Dataset entries:
----

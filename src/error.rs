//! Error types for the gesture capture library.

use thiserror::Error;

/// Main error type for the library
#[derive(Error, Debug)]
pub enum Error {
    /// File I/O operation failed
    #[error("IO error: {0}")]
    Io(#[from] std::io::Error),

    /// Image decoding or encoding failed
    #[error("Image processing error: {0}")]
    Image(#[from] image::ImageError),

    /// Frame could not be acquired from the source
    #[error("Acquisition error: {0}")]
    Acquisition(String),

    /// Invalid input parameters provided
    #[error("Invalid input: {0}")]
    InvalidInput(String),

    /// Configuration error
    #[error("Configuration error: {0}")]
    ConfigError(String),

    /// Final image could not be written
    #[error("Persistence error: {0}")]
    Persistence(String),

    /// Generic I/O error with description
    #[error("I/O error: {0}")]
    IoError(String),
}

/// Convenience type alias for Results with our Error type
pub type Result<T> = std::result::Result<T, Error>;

----

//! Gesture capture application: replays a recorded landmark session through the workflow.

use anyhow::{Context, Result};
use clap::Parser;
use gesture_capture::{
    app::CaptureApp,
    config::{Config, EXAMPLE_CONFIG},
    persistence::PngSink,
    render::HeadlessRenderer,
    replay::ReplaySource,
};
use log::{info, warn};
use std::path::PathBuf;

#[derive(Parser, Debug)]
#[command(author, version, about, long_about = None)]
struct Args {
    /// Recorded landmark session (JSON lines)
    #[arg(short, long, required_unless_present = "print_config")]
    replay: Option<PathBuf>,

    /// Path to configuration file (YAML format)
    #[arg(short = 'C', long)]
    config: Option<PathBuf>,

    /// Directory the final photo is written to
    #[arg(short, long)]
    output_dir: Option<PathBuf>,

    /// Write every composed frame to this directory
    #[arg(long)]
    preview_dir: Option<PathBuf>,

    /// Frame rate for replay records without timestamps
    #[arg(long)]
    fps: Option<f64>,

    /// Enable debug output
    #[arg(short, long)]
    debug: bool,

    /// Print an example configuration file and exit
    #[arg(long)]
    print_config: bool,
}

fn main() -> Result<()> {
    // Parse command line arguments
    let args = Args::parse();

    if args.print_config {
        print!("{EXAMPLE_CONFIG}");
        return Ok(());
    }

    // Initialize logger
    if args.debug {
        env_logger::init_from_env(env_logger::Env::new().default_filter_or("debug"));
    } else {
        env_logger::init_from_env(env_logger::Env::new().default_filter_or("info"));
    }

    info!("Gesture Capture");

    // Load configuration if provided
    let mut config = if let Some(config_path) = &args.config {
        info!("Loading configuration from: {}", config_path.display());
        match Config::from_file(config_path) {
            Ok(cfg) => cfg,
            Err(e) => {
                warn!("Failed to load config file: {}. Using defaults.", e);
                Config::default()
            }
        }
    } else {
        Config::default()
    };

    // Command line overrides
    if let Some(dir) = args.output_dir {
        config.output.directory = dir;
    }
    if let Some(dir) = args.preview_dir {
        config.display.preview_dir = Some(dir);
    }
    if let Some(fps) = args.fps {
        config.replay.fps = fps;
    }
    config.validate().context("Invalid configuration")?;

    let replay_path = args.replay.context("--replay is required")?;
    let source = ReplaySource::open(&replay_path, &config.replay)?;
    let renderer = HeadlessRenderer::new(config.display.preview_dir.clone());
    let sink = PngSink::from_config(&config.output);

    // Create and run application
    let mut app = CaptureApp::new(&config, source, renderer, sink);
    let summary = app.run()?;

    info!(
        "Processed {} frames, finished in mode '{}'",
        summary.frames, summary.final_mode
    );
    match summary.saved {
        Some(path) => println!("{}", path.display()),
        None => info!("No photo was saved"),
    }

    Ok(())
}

----

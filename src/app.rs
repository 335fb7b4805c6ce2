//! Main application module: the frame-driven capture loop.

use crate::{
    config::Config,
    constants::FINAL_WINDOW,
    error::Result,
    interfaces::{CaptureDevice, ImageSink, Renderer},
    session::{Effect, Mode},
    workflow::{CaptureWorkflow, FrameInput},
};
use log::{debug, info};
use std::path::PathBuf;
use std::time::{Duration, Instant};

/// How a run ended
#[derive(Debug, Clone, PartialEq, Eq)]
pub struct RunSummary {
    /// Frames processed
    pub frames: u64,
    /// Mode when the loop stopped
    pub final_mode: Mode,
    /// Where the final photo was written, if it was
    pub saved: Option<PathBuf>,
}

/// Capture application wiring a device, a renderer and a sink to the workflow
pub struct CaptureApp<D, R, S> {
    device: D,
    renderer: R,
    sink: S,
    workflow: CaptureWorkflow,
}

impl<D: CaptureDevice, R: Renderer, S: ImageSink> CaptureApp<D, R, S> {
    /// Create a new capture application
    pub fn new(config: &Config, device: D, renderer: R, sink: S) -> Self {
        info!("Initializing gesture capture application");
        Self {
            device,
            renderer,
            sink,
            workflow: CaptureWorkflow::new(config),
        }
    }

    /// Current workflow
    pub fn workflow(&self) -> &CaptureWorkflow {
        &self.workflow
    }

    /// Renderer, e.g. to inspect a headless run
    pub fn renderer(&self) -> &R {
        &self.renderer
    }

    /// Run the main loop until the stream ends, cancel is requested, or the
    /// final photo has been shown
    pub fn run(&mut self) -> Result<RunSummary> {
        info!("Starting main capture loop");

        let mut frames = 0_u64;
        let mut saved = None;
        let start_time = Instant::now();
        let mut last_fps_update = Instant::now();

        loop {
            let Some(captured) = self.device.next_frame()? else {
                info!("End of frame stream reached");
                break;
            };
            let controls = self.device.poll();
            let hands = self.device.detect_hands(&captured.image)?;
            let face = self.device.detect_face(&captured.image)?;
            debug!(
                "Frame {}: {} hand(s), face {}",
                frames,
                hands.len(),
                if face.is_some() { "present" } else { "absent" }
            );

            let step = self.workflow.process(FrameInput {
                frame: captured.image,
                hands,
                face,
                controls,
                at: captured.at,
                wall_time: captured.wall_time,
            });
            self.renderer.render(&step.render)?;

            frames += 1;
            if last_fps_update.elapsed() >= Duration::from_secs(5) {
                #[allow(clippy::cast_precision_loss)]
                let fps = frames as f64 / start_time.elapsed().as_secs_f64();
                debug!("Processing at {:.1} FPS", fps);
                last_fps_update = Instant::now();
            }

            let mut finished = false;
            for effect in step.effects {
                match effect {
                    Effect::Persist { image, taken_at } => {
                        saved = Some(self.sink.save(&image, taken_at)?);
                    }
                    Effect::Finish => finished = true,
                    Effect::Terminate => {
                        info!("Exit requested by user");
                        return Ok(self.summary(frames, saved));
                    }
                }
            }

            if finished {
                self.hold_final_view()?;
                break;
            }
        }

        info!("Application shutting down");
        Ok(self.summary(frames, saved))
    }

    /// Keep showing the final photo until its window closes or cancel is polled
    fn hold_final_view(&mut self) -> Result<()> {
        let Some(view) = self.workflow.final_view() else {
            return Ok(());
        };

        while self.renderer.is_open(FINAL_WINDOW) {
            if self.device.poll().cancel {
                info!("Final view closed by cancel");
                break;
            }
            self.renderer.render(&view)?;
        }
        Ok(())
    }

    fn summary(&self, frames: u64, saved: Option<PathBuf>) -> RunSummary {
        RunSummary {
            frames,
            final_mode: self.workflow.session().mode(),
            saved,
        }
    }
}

----

Look through the entries above, and wherever a line holds the word "controls", copy it.

» **Answer area**
            let controls = self.device.poll();
                controls,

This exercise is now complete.